Requirement:
Which lines below mention "https"? Pick each one out.

Saved data entries:
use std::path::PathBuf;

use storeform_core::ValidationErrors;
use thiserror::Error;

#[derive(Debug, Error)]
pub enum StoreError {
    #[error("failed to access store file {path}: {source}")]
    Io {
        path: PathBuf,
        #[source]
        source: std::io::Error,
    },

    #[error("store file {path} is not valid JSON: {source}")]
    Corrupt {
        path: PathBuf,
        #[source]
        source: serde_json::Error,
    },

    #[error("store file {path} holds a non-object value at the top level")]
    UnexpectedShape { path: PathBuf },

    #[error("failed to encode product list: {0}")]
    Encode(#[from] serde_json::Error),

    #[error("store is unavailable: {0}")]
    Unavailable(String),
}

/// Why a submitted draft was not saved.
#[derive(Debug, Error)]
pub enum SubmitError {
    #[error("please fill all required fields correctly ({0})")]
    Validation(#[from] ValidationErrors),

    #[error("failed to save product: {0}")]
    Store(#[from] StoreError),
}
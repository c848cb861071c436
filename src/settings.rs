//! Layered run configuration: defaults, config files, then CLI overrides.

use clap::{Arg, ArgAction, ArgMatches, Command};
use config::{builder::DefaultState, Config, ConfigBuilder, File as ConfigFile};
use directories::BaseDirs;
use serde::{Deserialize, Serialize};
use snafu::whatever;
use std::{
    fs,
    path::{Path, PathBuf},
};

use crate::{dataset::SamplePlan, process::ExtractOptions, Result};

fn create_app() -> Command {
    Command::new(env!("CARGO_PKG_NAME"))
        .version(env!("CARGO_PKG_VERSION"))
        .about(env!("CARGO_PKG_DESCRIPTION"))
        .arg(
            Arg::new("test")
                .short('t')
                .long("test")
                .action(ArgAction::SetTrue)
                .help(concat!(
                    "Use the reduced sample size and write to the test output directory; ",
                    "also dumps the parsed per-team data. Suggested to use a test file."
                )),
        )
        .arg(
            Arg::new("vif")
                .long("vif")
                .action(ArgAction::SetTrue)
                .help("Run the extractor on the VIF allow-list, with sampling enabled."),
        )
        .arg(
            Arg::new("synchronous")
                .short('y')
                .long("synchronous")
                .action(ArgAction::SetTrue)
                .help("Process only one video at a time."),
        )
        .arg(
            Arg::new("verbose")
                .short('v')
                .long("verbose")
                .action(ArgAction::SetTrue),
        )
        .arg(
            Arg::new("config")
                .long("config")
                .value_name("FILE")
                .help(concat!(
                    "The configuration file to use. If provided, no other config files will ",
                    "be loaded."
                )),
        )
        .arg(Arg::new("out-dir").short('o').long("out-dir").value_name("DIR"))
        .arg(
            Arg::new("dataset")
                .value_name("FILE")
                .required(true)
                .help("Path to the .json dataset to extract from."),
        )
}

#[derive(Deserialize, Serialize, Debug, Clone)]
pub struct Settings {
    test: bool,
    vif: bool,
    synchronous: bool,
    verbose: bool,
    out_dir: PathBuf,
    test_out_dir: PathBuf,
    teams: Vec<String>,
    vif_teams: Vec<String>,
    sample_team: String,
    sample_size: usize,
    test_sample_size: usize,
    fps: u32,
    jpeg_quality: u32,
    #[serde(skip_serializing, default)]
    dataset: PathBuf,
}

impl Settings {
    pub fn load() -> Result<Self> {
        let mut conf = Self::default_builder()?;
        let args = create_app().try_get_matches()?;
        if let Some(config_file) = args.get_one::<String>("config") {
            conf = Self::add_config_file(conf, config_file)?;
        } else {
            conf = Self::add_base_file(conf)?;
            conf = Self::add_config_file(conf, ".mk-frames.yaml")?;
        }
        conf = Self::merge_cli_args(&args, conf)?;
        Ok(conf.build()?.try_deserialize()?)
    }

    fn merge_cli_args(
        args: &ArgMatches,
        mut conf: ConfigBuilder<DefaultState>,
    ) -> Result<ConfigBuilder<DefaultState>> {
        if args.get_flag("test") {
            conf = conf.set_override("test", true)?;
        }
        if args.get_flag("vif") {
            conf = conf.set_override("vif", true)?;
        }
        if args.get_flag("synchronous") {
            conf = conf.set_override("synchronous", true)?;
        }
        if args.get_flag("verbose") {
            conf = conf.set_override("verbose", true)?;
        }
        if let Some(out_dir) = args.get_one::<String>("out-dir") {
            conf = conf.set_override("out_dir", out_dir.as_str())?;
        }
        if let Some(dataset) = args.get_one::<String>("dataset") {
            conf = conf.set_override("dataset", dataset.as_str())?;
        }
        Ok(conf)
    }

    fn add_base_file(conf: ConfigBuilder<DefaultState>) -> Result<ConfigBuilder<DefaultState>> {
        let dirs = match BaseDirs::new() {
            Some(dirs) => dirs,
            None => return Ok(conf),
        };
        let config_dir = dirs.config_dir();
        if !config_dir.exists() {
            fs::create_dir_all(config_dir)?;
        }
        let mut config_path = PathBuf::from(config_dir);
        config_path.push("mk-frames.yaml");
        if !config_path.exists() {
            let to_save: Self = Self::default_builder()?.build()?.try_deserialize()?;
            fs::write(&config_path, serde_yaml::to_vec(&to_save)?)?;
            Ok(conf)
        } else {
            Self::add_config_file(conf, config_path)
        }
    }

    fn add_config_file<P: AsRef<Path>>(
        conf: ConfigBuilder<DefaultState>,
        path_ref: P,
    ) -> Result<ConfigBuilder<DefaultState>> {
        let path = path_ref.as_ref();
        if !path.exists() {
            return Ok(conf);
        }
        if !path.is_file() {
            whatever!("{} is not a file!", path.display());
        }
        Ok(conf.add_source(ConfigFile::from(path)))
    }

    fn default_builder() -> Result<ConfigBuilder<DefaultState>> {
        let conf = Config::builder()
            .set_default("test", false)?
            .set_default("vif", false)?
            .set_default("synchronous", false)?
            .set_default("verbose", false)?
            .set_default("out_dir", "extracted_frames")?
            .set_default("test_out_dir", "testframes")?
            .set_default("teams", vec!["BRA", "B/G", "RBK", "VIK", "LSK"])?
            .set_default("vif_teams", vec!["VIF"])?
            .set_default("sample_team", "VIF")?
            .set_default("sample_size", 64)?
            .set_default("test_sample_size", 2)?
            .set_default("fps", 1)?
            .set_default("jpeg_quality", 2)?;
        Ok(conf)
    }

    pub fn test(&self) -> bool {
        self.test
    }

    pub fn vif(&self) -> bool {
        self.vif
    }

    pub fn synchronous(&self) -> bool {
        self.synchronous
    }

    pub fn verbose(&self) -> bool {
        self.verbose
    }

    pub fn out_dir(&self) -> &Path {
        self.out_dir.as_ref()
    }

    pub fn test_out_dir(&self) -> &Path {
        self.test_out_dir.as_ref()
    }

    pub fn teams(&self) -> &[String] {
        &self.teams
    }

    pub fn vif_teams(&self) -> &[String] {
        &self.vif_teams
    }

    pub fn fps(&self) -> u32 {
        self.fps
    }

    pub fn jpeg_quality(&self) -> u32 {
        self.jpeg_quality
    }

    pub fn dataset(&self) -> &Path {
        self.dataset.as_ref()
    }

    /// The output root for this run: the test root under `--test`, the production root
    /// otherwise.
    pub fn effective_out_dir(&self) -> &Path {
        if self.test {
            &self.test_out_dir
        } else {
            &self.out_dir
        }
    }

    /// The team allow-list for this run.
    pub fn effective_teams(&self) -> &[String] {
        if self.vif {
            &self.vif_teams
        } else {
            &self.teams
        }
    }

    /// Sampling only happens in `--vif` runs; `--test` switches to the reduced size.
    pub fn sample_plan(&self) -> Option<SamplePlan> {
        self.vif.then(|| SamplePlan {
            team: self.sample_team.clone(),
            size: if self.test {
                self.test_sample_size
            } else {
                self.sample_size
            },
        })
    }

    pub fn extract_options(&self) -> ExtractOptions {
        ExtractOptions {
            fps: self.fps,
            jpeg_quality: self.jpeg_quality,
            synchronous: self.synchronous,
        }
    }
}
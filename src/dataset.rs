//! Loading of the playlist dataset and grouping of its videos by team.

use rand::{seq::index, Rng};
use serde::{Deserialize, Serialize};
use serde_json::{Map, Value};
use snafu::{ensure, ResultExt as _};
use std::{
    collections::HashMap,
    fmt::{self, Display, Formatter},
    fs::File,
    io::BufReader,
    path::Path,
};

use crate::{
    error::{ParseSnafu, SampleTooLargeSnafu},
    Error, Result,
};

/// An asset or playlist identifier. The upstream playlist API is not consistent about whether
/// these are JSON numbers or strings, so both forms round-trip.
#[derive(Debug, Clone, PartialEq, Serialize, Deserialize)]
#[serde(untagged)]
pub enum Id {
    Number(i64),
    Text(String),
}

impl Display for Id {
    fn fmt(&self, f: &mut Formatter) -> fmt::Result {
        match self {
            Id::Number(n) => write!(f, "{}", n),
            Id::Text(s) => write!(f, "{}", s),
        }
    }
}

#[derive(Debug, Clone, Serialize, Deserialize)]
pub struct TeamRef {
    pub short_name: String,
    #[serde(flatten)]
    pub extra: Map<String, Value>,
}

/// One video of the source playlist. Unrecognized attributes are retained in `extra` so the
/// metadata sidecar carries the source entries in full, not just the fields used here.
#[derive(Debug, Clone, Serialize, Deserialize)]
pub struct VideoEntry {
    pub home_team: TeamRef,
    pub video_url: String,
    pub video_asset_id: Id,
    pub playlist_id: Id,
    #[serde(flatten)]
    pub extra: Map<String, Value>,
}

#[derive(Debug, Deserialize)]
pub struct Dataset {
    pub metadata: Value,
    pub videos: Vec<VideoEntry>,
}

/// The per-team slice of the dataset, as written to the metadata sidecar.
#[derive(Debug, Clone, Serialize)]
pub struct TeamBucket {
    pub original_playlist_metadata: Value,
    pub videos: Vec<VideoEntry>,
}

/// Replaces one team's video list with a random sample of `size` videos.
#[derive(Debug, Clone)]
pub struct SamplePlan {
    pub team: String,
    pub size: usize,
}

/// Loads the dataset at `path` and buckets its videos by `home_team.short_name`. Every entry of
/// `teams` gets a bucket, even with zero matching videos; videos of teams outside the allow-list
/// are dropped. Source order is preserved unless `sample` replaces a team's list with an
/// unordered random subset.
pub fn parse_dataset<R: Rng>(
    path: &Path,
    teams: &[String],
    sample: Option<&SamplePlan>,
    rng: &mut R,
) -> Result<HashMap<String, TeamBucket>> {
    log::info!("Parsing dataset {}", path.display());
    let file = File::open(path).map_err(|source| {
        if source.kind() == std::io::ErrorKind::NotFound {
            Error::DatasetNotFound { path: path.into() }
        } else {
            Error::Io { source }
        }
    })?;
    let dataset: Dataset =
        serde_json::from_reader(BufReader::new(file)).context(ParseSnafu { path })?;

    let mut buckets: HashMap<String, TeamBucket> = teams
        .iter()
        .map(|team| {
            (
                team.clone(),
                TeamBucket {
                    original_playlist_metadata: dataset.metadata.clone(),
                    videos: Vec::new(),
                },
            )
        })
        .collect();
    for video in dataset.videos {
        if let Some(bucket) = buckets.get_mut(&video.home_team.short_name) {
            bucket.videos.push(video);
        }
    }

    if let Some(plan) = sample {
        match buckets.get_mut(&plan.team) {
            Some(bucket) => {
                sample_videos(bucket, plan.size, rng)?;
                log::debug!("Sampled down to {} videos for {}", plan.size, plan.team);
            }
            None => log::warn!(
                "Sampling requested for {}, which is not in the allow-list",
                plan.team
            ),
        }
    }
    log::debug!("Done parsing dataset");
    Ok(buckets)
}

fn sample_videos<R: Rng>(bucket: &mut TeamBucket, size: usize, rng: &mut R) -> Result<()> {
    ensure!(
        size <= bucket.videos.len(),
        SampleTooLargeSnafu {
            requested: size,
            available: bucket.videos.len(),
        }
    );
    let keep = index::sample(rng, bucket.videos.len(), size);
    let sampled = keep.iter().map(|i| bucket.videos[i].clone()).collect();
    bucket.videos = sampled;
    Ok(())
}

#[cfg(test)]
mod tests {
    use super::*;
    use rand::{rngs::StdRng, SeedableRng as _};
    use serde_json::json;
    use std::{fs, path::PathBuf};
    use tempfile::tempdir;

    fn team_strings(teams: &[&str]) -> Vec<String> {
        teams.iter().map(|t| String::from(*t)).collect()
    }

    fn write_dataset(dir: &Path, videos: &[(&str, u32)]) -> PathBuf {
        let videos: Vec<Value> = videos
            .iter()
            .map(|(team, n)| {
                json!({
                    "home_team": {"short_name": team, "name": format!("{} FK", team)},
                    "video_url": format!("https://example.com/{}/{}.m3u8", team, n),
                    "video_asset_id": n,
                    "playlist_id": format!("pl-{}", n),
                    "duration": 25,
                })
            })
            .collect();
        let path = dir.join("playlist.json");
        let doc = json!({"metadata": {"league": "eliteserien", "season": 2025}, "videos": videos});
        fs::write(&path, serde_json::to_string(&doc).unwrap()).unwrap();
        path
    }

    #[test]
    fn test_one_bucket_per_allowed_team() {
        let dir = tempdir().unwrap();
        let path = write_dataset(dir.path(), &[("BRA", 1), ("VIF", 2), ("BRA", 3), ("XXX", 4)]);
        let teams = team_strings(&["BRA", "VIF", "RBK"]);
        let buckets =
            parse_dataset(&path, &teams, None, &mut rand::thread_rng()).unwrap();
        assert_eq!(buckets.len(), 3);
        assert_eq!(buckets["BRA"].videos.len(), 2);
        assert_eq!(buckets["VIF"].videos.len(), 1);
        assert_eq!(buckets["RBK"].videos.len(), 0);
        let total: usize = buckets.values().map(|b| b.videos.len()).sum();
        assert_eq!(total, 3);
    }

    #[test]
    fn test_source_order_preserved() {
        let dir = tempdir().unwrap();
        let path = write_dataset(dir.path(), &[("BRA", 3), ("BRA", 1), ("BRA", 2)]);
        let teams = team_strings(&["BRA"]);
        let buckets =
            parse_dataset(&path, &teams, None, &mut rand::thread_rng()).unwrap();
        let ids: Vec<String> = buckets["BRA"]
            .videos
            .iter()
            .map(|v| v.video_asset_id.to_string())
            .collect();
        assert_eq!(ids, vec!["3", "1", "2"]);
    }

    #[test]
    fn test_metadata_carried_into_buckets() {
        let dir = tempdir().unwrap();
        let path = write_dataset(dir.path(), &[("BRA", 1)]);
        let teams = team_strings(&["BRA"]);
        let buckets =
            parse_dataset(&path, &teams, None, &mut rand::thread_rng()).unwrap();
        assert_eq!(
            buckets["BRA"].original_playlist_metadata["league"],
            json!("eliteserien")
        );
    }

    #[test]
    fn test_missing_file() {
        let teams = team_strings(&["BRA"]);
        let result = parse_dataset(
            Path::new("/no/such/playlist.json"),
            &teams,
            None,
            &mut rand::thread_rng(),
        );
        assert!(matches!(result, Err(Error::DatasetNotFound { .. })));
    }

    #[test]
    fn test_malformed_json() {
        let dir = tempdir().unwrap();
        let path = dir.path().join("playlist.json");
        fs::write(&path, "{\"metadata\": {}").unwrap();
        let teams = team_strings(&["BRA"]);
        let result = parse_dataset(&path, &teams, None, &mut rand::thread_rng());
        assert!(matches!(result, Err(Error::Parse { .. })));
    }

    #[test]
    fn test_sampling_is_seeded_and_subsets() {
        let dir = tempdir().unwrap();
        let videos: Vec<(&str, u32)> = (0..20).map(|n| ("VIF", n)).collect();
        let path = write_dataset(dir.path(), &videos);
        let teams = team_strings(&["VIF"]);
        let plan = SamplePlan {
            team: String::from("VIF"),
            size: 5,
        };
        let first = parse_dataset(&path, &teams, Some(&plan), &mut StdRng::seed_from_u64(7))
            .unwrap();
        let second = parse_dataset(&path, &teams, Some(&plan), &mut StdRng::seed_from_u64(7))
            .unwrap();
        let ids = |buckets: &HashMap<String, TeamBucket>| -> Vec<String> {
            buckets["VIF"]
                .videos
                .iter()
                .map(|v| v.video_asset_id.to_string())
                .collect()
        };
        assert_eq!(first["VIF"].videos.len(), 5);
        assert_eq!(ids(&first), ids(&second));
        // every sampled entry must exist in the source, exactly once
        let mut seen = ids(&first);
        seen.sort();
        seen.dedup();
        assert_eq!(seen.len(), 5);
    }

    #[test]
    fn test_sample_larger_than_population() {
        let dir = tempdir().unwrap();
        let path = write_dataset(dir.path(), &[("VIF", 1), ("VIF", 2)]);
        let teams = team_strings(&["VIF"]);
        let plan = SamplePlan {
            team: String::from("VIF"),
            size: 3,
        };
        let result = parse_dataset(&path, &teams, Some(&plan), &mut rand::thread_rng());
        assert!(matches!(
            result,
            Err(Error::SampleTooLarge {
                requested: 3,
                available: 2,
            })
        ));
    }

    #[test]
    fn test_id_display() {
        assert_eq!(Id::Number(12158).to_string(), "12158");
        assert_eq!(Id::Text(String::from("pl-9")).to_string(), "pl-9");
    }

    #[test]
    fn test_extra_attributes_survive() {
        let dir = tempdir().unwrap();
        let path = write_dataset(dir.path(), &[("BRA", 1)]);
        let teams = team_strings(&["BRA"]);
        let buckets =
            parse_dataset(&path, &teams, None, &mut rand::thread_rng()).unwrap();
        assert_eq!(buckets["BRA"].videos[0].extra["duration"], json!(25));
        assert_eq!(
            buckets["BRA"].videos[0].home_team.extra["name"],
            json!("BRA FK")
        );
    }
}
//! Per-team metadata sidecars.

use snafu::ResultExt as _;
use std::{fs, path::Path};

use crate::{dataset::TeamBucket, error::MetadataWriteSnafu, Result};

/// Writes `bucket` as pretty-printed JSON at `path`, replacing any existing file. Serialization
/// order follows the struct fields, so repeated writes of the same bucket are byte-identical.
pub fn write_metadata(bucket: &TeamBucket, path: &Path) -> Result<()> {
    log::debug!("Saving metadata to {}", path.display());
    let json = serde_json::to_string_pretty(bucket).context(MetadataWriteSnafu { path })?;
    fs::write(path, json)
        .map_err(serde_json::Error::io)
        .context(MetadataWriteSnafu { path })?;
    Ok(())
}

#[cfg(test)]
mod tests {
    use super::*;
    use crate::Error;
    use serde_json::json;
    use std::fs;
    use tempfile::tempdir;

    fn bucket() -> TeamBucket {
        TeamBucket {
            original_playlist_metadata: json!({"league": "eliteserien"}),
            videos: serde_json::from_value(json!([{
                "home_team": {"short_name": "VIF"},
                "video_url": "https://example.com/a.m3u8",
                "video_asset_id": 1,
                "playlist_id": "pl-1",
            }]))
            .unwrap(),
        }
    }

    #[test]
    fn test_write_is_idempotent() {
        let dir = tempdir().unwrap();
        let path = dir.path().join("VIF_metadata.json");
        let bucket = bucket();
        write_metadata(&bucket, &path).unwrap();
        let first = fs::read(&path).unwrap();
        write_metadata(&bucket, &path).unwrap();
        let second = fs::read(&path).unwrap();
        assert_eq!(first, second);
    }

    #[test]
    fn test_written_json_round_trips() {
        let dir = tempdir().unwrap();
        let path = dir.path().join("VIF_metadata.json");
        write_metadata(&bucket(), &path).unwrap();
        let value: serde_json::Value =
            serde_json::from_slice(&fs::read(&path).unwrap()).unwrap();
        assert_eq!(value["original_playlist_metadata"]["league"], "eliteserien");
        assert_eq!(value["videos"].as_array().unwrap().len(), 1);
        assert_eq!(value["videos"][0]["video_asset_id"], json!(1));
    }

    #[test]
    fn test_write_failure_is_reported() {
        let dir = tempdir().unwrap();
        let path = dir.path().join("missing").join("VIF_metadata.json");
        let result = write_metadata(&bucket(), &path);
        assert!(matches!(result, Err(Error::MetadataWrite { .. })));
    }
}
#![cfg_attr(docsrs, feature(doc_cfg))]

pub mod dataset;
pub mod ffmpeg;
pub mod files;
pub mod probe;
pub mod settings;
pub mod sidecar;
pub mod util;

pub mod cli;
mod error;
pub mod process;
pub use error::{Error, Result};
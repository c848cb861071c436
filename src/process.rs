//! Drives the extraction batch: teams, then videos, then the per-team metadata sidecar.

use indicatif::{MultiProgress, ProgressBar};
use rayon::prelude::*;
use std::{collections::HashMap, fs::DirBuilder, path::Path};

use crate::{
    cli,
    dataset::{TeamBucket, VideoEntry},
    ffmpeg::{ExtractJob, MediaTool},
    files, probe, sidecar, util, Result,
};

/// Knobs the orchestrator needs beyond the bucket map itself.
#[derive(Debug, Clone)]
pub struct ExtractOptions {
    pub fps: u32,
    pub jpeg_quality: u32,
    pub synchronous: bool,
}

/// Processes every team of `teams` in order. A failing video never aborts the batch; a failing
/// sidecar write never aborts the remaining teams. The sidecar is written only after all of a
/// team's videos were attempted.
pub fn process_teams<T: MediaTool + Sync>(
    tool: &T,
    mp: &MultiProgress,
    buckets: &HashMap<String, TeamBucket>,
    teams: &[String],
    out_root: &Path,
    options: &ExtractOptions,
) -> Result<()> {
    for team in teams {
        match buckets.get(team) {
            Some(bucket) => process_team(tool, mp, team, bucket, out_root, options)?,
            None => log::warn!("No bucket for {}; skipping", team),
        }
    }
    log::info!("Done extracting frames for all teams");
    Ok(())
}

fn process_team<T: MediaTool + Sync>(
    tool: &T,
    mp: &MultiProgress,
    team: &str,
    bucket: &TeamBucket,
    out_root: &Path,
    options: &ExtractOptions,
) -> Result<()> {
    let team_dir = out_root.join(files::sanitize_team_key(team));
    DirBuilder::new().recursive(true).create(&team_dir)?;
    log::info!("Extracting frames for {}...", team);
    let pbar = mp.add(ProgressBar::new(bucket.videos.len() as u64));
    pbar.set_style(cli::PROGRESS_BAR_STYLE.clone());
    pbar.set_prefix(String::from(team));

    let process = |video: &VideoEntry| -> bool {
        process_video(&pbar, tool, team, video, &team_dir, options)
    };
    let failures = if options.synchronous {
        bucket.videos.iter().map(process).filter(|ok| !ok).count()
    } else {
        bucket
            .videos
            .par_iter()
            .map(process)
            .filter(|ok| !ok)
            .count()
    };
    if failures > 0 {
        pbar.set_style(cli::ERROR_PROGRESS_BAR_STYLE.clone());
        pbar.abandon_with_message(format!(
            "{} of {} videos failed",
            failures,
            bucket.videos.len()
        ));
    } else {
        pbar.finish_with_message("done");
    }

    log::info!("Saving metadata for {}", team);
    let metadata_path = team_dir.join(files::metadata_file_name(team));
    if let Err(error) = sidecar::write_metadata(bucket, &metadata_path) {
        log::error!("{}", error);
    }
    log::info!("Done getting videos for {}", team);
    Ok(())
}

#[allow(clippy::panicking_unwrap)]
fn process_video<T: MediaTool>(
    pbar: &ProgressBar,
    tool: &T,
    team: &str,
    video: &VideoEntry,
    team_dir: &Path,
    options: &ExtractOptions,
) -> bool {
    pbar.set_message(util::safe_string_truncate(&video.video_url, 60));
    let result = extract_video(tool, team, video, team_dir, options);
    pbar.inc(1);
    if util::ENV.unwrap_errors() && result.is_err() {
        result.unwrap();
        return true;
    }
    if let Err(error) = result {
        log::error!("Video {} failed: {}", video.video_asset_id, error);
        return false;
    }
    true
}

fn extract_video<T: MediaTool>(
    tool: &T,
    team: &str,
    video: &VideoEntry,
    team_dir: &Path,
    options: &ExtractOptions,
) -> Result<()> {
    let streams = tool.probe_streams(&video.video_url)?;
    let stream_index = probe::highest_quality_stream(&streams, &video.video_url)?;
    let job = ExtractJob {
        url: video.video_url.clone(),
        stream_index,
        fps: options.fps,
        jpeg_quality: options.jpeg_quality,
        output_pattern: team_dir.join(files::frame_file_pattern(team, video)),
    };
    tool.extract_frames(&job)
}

Problem solution:
                    "video_url": format!("https://example.com/{}/{}.m3u8", team, n),
                "video_url": "https://example.com/a.m3u8",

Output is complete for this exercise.